A Deeper Look at the Sickest Helmet in College Football

Hello, consumer of online sports writing content. It is a pleasure to have you as a visitor to our defunct, yet once again animated-undead blog. What a glorious time to be alive! Everything is great and there are no disturbing societal or environmental trends to worry our little heads about.

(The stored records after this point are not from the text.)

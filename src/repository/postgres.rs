use async_trait::async_trait;
use chrono::{DateTime, Utc};
use rust_decimal::Decimal;
use sqlx::postgres::{PgPool, PgPoolOptions};
use sqlx::{Postgres, Transaction};
use std::collections::HashMap;
use uuid::Uuid;

use super::{
    CatalogRepository, OrderRepository, RepositoryError, RepositoryResult, UserRepository,
};
use crate::domain::catalog::{Dish, DishDraft, Restaurant, RestaurantFilter, RestaurantProfile};
use crate::domain::order::{NewOrder, Order, OrderItem, OrderStatus};
use crate::domain::user::{NewUser, User, UserProfile};

// ============================================================================
// PostgreSQL Store
// ============================================================================
//
// One pool, one struct, all repository traits.
//
// - Order writes (row + items) run in a single transaction
// - Restaurants and dishes are soft-deleted so past orders keep their
//   references; soft-deleted rows are invisible to every lookup
// - Status-only updates touch `status` and `updated_at`, nothing else
//
// ============================================================================

const SCHEMA: &str = include_str!("schema.sql");

const RESTAURANT_COLUMNS: &str = "id, name, description, email, phone, address, city, state, \
     country, postal_code, cuisine, rating, is_active, created_at, updated_at";

const DISH_COLUMNS: &str = "id, restaurant_id, name, description, price, category, image_url, \
     is_available, created_at, updated_at";

const ORDER_COLUMNS: &str = "id, user_id, restaurant_id, status, total_amount, created_at, updated_at";

const USER_COLUMNS: &str = "id, email, password_hash, name, phone, address, city, state, country, \
     postal_code, created_at, updated_at";

#[derive(Clone, Debug)]
pub struct PostgresStore {
    pool: PgPool,
}

impl PostgresStore {
    pub fn new(pool: PgPool) -> Self {
        Self { pool }
    }

    pub async fn connect(url: &str, max_connections: u32) -> RepositoryResult<Self> {
        let pool = PgPoolOptions::new()
            .max_connections(max_connections)
            .connect(url)
            .await?;

        Ok(Self::new(pool))
    }

    /// Create tables and indexes that don't exist yet
    pub async fn apply_schema(&self) -> RepositoryResult<()> {
        sqlx::raw_sql(SCHEMA).execute(&self.pool).await?;
        tracing::info!("Database schema applied");
        Ok(())
    }

    /// Attach line items to order rows, preserving row order
    async fn load_orders(&self, rows: Vec<OrderRow>) -> RepositoryResult<Vec<Order>> {
        if rows.is_empty() {
            return Ok(Vec::new());
        }

        let ids: Vec<Uuid> = rows.iter().map(|r| r.id).collect();

        let item_rows: Vec<OrderItemRow> = sqlx::query_as(
            "SELECT order_id, dish_id, quantity, price FROM order_items \
             WHERE order_id = ANY($1) ORDER BY order_id, position",
        )
        .bind(&ids[..])
        .fetch_all(&self.pool)
        .await?;

        let mut items_by_order: HashMap<Uuid, Vec<OrderItem>> = HashMap::new();
        for row in item_rows {
            items_by_order.entry(row.order_id).or_default().push(OrderItem {
                dish_id: row.dish_id,
                quantity: row.quantity,
                price: row.price,
            });
        }

        rows.into_iter()
            .map(|row| {
                let items = items_by_order.remove(&row.id).unwrap_or_default();
                row.into_order(items)
            })
            .collect()
    }
}

async fn insert_items(
    tx: &mut Transaction<'_, Postgres>,
    order_id: Uuid,
    items: &[OrderItem],
) -> RepositoryResult<()> {
    for (position, item) in items.iter().enumerate() {
        sqlx::query(
            "INSERT INTO order_items (order_id, position, dish_id, quantity, price) \
             VALUES ($1, $2, $3, $4, $5)",
        )
        .bind(order_id)
        .bind(position as i32)
        .bind(item.dish_id)
        .bind(item.quantity)
        .bind(item.price)
        .execute(&mut **tx)
        .await?;
    }

    Ok(())
}

fn map_unique_violation(err: sqlx::Error, what: &str) -> RepositoryError {
    match &err {
        sqlx::Error::Database(db) if db.is_unique_violation() => {
            RepositoryError::UniqueViolation(what.to_string())
        }
        _ => RepositoryError::Database(err),
    }
}

// ============================================================================
// Row Types
// ============================================================================

#[derive(sqlx::FromRow)]
struct RestaurantRow {
    id: Uuid,
    name: String,
    description: String,
    email: String,
    phone: String,
    address: String,
    city: String,
    state: String,
    country: String,
    postal_code: String,
    cuisine: String,
    rating: f32,
    is_active: bool,
    created_at: DateTime<Utc>,
    updated_at: DateTime<Utc>,
}

impl From<RestaurantRow> for Restaurant {
    fn from(row: RestaurantRow) -> Self {
        Restaurant {
            id: row.id,
            profile: RestaurantProfile {
                name: row.name,
                description: row.description,
                email: row.email,
                phone: row.phone,
                address: row.address,
                city: row.city,
                state: row.state,
                country: row.country,
                postal_code: row.postal_code,
                cuisine: row.cuisine,
                rating: row.rating,
                is_active: row.is_active,
            },
            created_at: row.created_at,
            updated_at: row.updated_at,
        }
    }
}

#[derive(sqlx::FromRow)]
struct DishRow {
    id: Uuid,
    restaurant_id: Uuid,
    name: String,
    description: String,
    price: Decimal,
    category: String,
    image_url: Option<String>,
    is_available: bool,
    created_at: DateTime<Utc>,
    updated_at: DateTime<Utc>,
}

impl From<DishRow> for Dish {
    fn from(row: DishRow) -> Self {
        Dish {
            id: row.id,
            restaurant_id: row.restaurant_id,
            name: row.name,
            description: row.description,
            price: row.price,
            category: row.category,
            image_url: row.image_url,
            is_available: row.is_available,
            created_at: row.created_at,
            updated_at: row.updated_at,
        }
    }
}

#[derive(sqlx::FromRow)]
struct OrderRow {
    id: Uuid,
    user_id: Uuid,
    restaurant_id: Uuid,
    status: String,
    total_amount: Decimal,
    created_at: DateTime<Utc>,
    updated_at: DateTime<Utc>,
}

impl OrderRow {
    fn into_order(self, items: Vec<OrderItem>) -> RepositoryResult<Order> {
        let status = self
            .status
            .parse::<OrderStatus>()
            .map_err(|e| RepositoryError::Corrupt(format!("order {}: {}", self.id, e)))?;

        Ok(Order {
            id: self.id,
            user_id: self.user_id,
            restaurant_id: self.restaurant_id,
            status,
            total_amount: self.total_amount,
            items,
            created_at: self.created_at,
            updated_at: self.updated_at,
        })
    }
}

#[derive(sqlx::FromRow)]
struct OrderItemRow {
    order_id: Uuid,
    dish_id: Uuid,
    quantity: i32,
    price: Decimal,
}

#[derive(sqlx::FromRow)]
struct UserRow {
    id: Uuid,
    email: String,
    password_hash: String,
    name: String,
    phone: String,
    address: String,
    city: String,
    state: String,
    country: String,
    postal_code: String,
    created_at: DateTime<Utc>,
    updated_at: DateTime<Utc>,
}

impl From<UserRow> for User {
    fn from(row: UserRow) -> Self {
        User {
            id: row.id,
            email: row.email,
            password_hash: row.password_hash,
            profile: UserProfile {
                name: row.name,
                phone: row.phone,
                address: row.address,
                city: row.city,
                state: row.state,
                country: row.country,
                postal_code: row.postal_code,
            },
            created_at: row.created_at,
            updated_at: row.updated_at,
        }
    }
}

All that stress-free easy living has made watching the current season of San Diego State University football a real joy. The Aztecs are 11-1, ranked in the the very fair and unbiased Associated Press Top 20, and playing for the Mountain West championship. SDSU plays host to the Utah State Aggies for the conference crown this Saturday on an actual over-the-air broadcast network. Two weeks in a row on big TV for our favored squad of student athletes! Truly a golden era in all respects.

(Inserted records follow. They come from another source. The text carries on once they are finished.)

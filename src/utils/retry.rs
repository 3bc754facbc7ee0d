use std::time::Duration;
use tokio::time::sleep;

// ============================================================================
// Exponential Backoff Retry Strategy
// ============================================================================
//
// Retries an async operation while its error is transient, doubling the
// delay between attempts up to a cap. Permanent errors end the loop
// immediately.
//
// ============================================================================

#[derive(Clone, Debug)]
pub struct RetryConfig {
    /// Maximum number of attempts (first try included)
    pub max_attempts: u32,
    /// Initial delay before first retry
    pub initial_delay: Duration,
    /// Maximum delay between retries
    pub max_delay: Duration,
    /// Multiplier for exponential backoff
    pub multiplier: f64,
}

impl Default for RetryConfig {
    fn default() -> Self {
        Self {
            max_attempts: 3,
            initial_delay: Duration::from_millis(100),
            max_delay: Duration::from_secs(10),
            multiplier: 2.0,
        }
    }
}

impl RetryConfig {
    /// Start-up connections: slower first retry, at least one attempt
    pub fn startup(max_attempts: u32) -> Self {
        Self {
            max_attempts: max_attempts.max(1),
            initial_delay: Duration::from_millis(500),
            max_delay: Duration::from_secs(10),
            multiplier: 2.0,
        }
    }
}

/// Result of a retry operation
#[derive(Debug)]
pub enum RetryResult<T, E> {
    /// Operation succeeded
    Success(T),
    /// Operation failed after all retries
    Failed(E),
    /// Operation permanently failed (should not retry)
    PermanentFailure(E),
}

impl<T, E> RetryResult<T, E> {
    pub fn into_result(self) -> Result<T, E> {
        match self {
            RetryResult::Success(value) => Ok(value),
            RetryResult::Failed(e) | RetryResult::PermanentFailure(e) => Err(e),
        }
    }
}

/// Check if an error is transient (should retry) or permanent (should not retry)
pub trait IsTransient {
    fn is_transient(&self) -> bool;
}

/// Retry with transient error checking
pub async fn retry_on_transient<F, Fut, T, E>(
    config: RetryConfig,
    mut operation: F,
) -> RetryResult<T, E>
where
    F: FnMut(u32) -> Fut,
    Fut: std::future::Future<Output = Result<T, E>>,
    E: std::fmt::Display + IsTransient,
{
    let mut attempt = 0;
    let mut delay = config.initial_delay;

    loop {
        attempt += 1;

        tracing::debug!(
            attempt = attempt,
            max_attempts = config.max_attempts,
            "Attempting operation"
        );

        match operation(attempt).await {
            Ok(result) => {
                if attempt > 1 {
                    tracing::info!(attempt = attempt, "Operation succeeded after retry");
                }
                return RetryResult::Success(result);
            }
            Err(error) => {
                if !error.is_transient() {
                    tracing::error!(error = %error, "Permanent failure detected, not retrying");
                    return RetryResult::PermanentFailure(error);
                }

                if attempt >= config.max_attempts {
                    tracing::error!(
                        attempt = attempt,
                        error = %error,
                        "Operation failed after all retries"
                    );
                    return RetryResult::Failed(error);
                }

                tracing::warn!(
                    attempt = attempt,
                    error = %error,
                    delay_ms = delay.as_millis(),
                    "Transient failure, retrying after delay"
                );

                sleep(delay).await;

                delay = Duration::from_millis(((delay.as_millis() as f64) * config.multiplier) as u64);
                delay = delay.min(config.max_delay);
            }
        }
    }
}

#[cfg(test)]
mod tests {
    use super::*;
    use std::sync::atomic::{AtomicU32, Ordering};
    use std::sync::Arc;

    #[derive(Debug)]
    struct TestError {
        transient: bool,
    }

    impl std::fmt::Display for TestError {
        fn fmt(&self, f: &mut std::fmt::Formatter<'_>) -> std::fmt::Result {
            write!(f, "test error (transient: {})", self.transient)
        }
    }

    impl IsTransient for TestError {
        fn is_transient(&self) -> bool {
            self.transient
        }
    }

    fn fast(max_attempts: u32) -> RetryConfig {
        RetryConfig {
            max_attempts,
            initial_delay: Duration::from_millis(10),
            max_delay: Duration::from_millis(100),
            multiplier: 2.0,
        }
    }

    #[tokio::test]
    async fn test_retry_succeeds_eventually() {
        let counter = Arc::new(AtomicU32::new(0));
        let counter_clone = counter.clone();

        let result = retry_on_transient(fast(3), |_attempt| {
            let counter = counter_clone.clone();
            async move {
                let count = counter.fetch_add(1, Ordering::SeqCst);
                if count < 2 {
                    Err(TestError { transient: true })
                } else {
                    Ok("success")
                }
            }
        })
        .await;

        assert!(matches!(result, RetryResult::Success("success")));
        assert_eq!(counter.load(Ordering::SeqCst), 3);
    }

    #[tokio::test]
    async fn test_retry_fails_after_max_attempts() {
        let result = retry_on_transient(fast(2), |_attempt| async {
            Err::<(), _>(TestError { transient: true })
        })
        .await;

        assert!(matches!(result, RetryResult::Failed(_)));
    }

    #[tokio::test]
    async fn test_permanent_failure_stops_immediately() {
        let counter = Arc::new(AtomicU32::new(0));
        let counter_clone = counter.clone();

        let result = retry_on_transient(fast(5), |_attempt| {
            let counter = counter_clone.clone();
            async move {
                counter.fetch_add(1, Ordering::SeqCst);
                Err::<(), _>(TestError { transient: false })
            }
        })
        .await;

        assert!(matches!(result, RetryResult::PermanentFailure(_)));
        assert_eq!(counter.load(Ordering::SeqCst), 1);
        assert!(result.into_result().is_err());
    }

    #[test]
    fn test_startup_config_has_at_least_one_attempt() {
        assert_eq!(RetryConfig::startup(0).max_attempts, 1);
        assert_eq!(RetryConfig::startup(5).max_attempts, 5);
    }
}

The unsullied grandeur of modern life, and the rampant football success of the universally-beloved local institution of higher education, led us to sentimental contemplation of the vestments and ornamentation that adorn those athletes in their competitive events. The sick uniforms. The killer kits. So we went straight to the source for greater knowledge.

SDSU was kind enough to grant access to a central figure with his hands on that sweet Aztec gear on a daily basis. Sonny Sanfilippo, friend of the blog and modern renaissance man, graciously agreed to shine a light toward deeper understanding.

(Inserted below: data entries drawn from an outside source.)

//! Bearer token extractor for actix-web handlers.

use actix_web::{dev::Payload, http::header, web, FromRequest, HttpRequest};
use std::future::{ready, Ready};
use uuid::Uuid;

use super::jwt::{JwtError, JwtService};
use crate::api::ApiError;

/// Caller identity taken from a validated access token.
///
/// Adding it as a handler argument makes the route require authentication.
#[derive(Debug, Clone, PartialEq)]
pub struct AuthenticatedUser {
    pub user_id: Uuid,
    pub email: String,
}

impl FromRequest for AuthenticatedUser {
    type Error = ApiError;
    type Future = Ready<Result<Self, Self::Error>>;

    fn from_request(req: &HttpRequest, _payload: &mut Payload) -> Self::Future {
        ready(authenticate(req))
    }
}

fn authenticate(req: &HttpRequest) -> Result<AuthenticatedUser, ApiError> {
    let jwt = req
        .app_data::<web::Data<JwtService>>()
        .ok_or_else(|| ApiError::Internal("JWT service not configured".into()))?;

    let header = req
        .headers()
        .get(header::AUTHORIZATION)
        .and_then(|h| h.to_str().ok())
        .ok_or_else(|| {
            tracing::warn!(path = %req.path(), "Missing authorization header");
            ApiError::Unauthorized("missing authorization header".into())
        })?;

    let token = JwtService::extract_from_header(header)
        .ok_or_else(|| ApiError::Unauthorized("invalid authorization header".into()))?;

    let claims = jwt.validate_token(token).map_err(|e| {
        tracing::warn!(path = %req.path(), error = %e, "Token rejected");
        match e {
            JwtError::ExpiredToken => ApiError::Unauthorized("token expired".into()),
            _ => ApiError::Unauthorized("invalid token".into()),
        }
    })?;

    let user_id = Uuid::parse_str(&claims.sub)
        .map_err(|_| ApiError::Unauthorized("invalid token subject".into()))?;

    Ok(AuthenticatedUser {
        user_id,
        email: claims.email,
    })
}

#[cfg(test)]
mod tests {
    use super::*;
    use crate::auth::JwtConfig;
    use actix_web::{http::StatusCode, test, App, HttpResponse};

    async fn whoami(user: AuthenticatedUser) -> HttpResponse {
        HttpResponse::Ok().body(user.user_id.to_string())
    }

    fn jwt() -> JwtService {
        JwtService::with_config(JwtConfig {
            secret: "extractor-secret-at-least-32-bytes-long".into(),
            ..Default::default()
        })
    }

    #[actix_web::test]
    async fn test_valid_token_is_accepted() {
        let jwt = jwt();
        let user_id = Uuid::new_v4();
        let token = jwt.generate_token(user_id, "ada@example.com").unwrap();
        let app = test::init_service(
            App::new()
                .app_data(web::Data::new(jwt))
                .route("/me", web::get().to(whoami)),
        )
        .await;

        let req = test::TestRequest::get()
            .uri("/me")
            .insert_header((header::AUTHORIZATION, format!("Bearer {}", token)))
            .to_request();
        let body = test::call_and_read_body(&app, req).await;

        assert_eq!(body, user_id.to_string().as_bytes());
    }

    #[actix_web::test]
    async fn test_missing_or_bad_token_is_unauthorized() {
        let app = test::init_service(
            App::new()
                .app_data(web::Data::new(jwt()))
                .route("/me", web::get().to(whoami)),
        )
        .await;

        let resp = test::call_service(&app, test::TestRequest::get().uri("/me").to_request()).await;
        assert_eq!(resp.status(), StatusCode::UNAUTHORIZED);

        let req = test::TestRequest::get()
            .uri("/me")
            .insert_header((header::AUTHORIZATION, "Bearer garbage"))
            .to_request();
        let resp = test::call_service(&app, req).await;
        assert_eq!(resp.status(), StatusCode::UNAUTHORIZED);
    }
}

What follows is a verbatim transcript of the interview, lightly edited to make our questions seem smarter. 

K30: Sonny, thanks for taking time to answer a few uniform-related questions. Please tell our adoring readers who you are and what role you have on the SDSU equipment staff.

SSF: My name is Sonny Sanfilippo. I’m the Assistant Director of Athletic Equipment Services. I was born and raised in San Diego and attended SDSU. I graduated in 2010 and worked as a student equipment manager.

San Diego State women’s basketball

K30: Right on. First off: The men and women’s basketball uniforms got an update this season, with thick trim and a cleaner look than the previous set. The women’s road uniform has red trim, but so far we’ve only seen MBB in their home whites and the (excellent) red on black alternate. Does a new men’s away uni with red trim exist, or did the alternate replace it?

SSF: Yes, a new men’s black uni exists with red trim.

K30: Nice. The trim on the home kit seems to match the emphasis on black featured on the new Steve Fisher Court hardwood floor. Were the updates to the uniforms and the floor color-coordinated?

SSF: Not at all. They were not done to match the new court. Now that you mention it, it does look like it was intended, but that’s not the case.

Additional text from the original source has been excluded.